Although this courthouse was not considered particularly safe, the county court had no desire to erect a replacement. The situation changed completely on a calm, quiet night in 1839; the first people stirring in the morning discovered that the courthouse had partially collapsed, leaving a hole on one side large enough to drive a wagon through, and the remains were pulled down with ropes. Their hands having been forced, the commissioners began making arrangements for a replacement, a square brick building 40 ft on each side with a cupola atop the roof. Set on the public square, this building opened for use in 1840, but unfortunately for the builder, tax revenues had been poor, and he had to wait until 1841 to receive the $5,500 due him by the construction contract.

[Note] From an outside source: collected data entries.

#![forbid(unsafe_code)]

//! Attribute value classification.
//!
//! [`classify`] turns a raw attribute string into an [`AttributeValue`]: the
//! raw text, a JSON value and the inferred type. The result is a pure
//! function of the input and is recomputed whenever the attribute changes.
//!
//! | Raw | Inferred | Parsed |
//! |-----|----------|--------|
//! | absent or `""` | `String` | `null` |
//! | `{...}` / `[...]` valid JSON | `Object` / `Array` | the JSON value |
//! | `{...}` / `[...]` invalid JSON | `String` | the raw string |
//! | `true` / `false` | `Boolean` | the boolean |
//! | `-?\d+(\.\d+)?` | `Number` | the number |
//! | anything else | `String` | the raw string |

use serde::{Deserialize, Serialize};
use serde_json::{Number, Value};

/// Semantic type inferred from a raw attribute string.
#[derive(Debug, Clone, Copy, PartialEq, Eq, Hash, Serialize, Deserialize)]
#[serde(rename_all = "lowercase")]
pub enum InferredType {
    String,
    Number,
    Boolean,
    Object,
    Array,
}

/// A classified attribute value.
#[derive(Debug, Clone, PartialEq, Serialize, Deserialize)]
pub struct AttributeValue {
    pub raw: Option<String>,
    pub parsed: Value,
    pub inferred_type: InferredType,
}

impl AttributeValue {
    fn string(raw: &str) -> Self {
        Self {
            raw: Some(raw.to_string()),
            parsed: Value::String(raw.to_string()),
            inferred_type: InferredType::String,
        }
    }

    /// Truthiness of the parsed value (see [`crate::eval::is_truthy`]).
    #[must_use]
    pub fn is_truthy(&self) -> bool {
        crate::eval::is_truthy(&self.parsed)
    }

    #[must_use]
    pub fn as_f64(&self) -> Option<f64> {
        self.parsed.as_f64()
    }
}

/// Classify a raw attribute string.
#[must_use]
pub fn classify(raw: Option<&str>) -> AttributeValue {
    let Some(text) = raw.filter(|s| !s.is_empty()) else {
        return AttributeValue {
            raw: raw.map(str::to_string),
            parsed: Value::Null,
            inferred_type: InferredType::String,
        };
    };

    if text.starts_with('{') || text.starts_with('[') {
        return match serde_json::from_str::<Value>(text) {
            Ok(parsed @ Value::Object(_)) => AttributeValue {
                raw: Some(text.to_string()),
                parsed,
                inferred_type: InferredType::Object,
            },
            Ok(parsed @ Value::Array(_)) => AttributeValue {
                raw: Some(text.to_string()),
                parsed,
                inferred_type: InferredType::Array,
            },
            _ => AttributeValue::string(text),
        };
    }

    if matches!(text, "true" | "false") {
        return AttributeValue {
            raw: Some(text.to_string()),
            parsed: Value::Bool(text == "true"),
            inferred_type: InferredType::Boolean,
        };
    }

    if is_numeric_literal(text)
        && let Some(number) = parse_number(text)
    {
        return AttributeValue {
            raw: Some(text.to_string()),
            parsed: Value::Number(number),
            inferred_type: InferredType::Number,
        };
    }

    AttributeValue::string(text)
}

/// Whether `text` matches `-?\d+(\.\d+)?`.
#[must_use]
pub fn is_numeric_literal(text: &str) -> bool {
    let digits = text.strip_prefix('-').unwrap_or(text);
    let (int, frac) = match digits.split_once('.') {
        Some((int, frac)) => (int, Some(frac)),
        None => (digits, None),
    };
    let all_digits = |s: &str| !s.is_empty() && s.bytes().all(|b| b.is_ascii_digit());
    all_digits(int) && frac.is_none_or(all_digits)
}

/// Integers that fit `i64` stay integral; everything else goes through `f64`
/// and is rejected when not finite.
fn parse_number(text: &str) -> Option<Number> {
    if !text.contains('.')
        && let Ok(int) = text.parse::<i64>()
    {
        return Some(Number::from(int));
    }
    text.parse::<f64>().ok().and_then(Number::from_f64)
}

#[cfg(test)]
mod tests {
    use super::*;
    use pretty_assertions::assert_eq;
    use serde_json::json;

    #[test]
    fn empty_and_missing_are_null_strings() {
        for raw in [None, Some("")] {
            let v = classify(raw);
            assert_eq!(v.inferred_type, InferredType::String);
            assert_eq!(v.parsed, Value::Null);
        }
    }

    #[test]
    fn booleans() {
        assert_eq!(classify(Some("true")).parsed, json!(true));
        assert_eq!(classify(Some("false")).inferred_type, InferredType::Boolean);
        assert_eq!(classify(Some("True")).inferred_type, InferredType::String);
    }

    #[test]
    fn numbers() {
        assert_eq!(classify(Some("100")).parsed, json!(100));
        assert_eq!(classify(Some("-3")).parsed, json!(-3));
        assert_eq!(classify(Some("42.50")).as_f64(), Some(42.5));
        assert_eq!(classify(Some("1.")).inferred_type, InferredType::String);
        assert_eq!(classify(Some(".5")).inferred_type, InferredType::String);
        assert_eq!(classify(Some("1e3")).inferred_type, InferredType::String);
        assert_eq!(classify(Some("+1")).inferred_type, InferredType::String);
    }

    #[test]
    fn huge_integers_fall_back_to_float() {
        let v = classify(Some("123456789012345678901234567890"));
        assert_eq!(v.inferred_type, InferredType::Number);
        assert!(v.as_f64().is_some());
    }

    #[test]
    fn json_object_and_array() {
        let obj = classify(Some(r#"{"a":1}"#));
        assert_eq!(obj.inferred_type, InferredType::Object);
        assert_eq!(obj.parsed, json!({"a": 1}));
        let arr = classify(Some("[1,2]"));
        assert_eq!(arr.inferred_type, InferredType::Array);
    }

    #[test]
    fn broken_json_is_raw_string() {
        let v = classify(Some("{item.name}"));
        assert_eq!(v.inferred_type, InferredType::String);
        assert_eq!(v.parsed, json!("{item.name}"));
    }

    #[test]
    fn numeric_literal_shape() {
        assert!(is_numeric_literal("0"));
        assert!(is_numeric_literal("-0.25"));
        assert!(!is_numeric_literal("-"));
        assert!(!is_numeric_literal("1.2.3"));
        assert!(!is_numeric_literal(""));
    }
}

This building remained until 16 March 1869, when it was consumed by an overnight fire that popular reputation ascribed to a drunken sheriff. Two years passed before its replacement was completed, and this building stood only seventeen years before a tornado destroyed it, together with most of the rest of Mount Vernon, on 19 February 1888. A replacement was finished in 1889.

==Current courthouse==
The fifth and current courthouse is one of six Works Progress Administration county courthouses in Illinois. A concrete Art Deco structure three stories high, it features a wide staircase on the facade that provides access to the three-bay entrance. Its basement is set only partially below ground, with enough above-ground height that windows are placed throughout the basement walls. The overall plan is irregular, with the second floor being set back from the first and the third from the second. It was finished in 1939.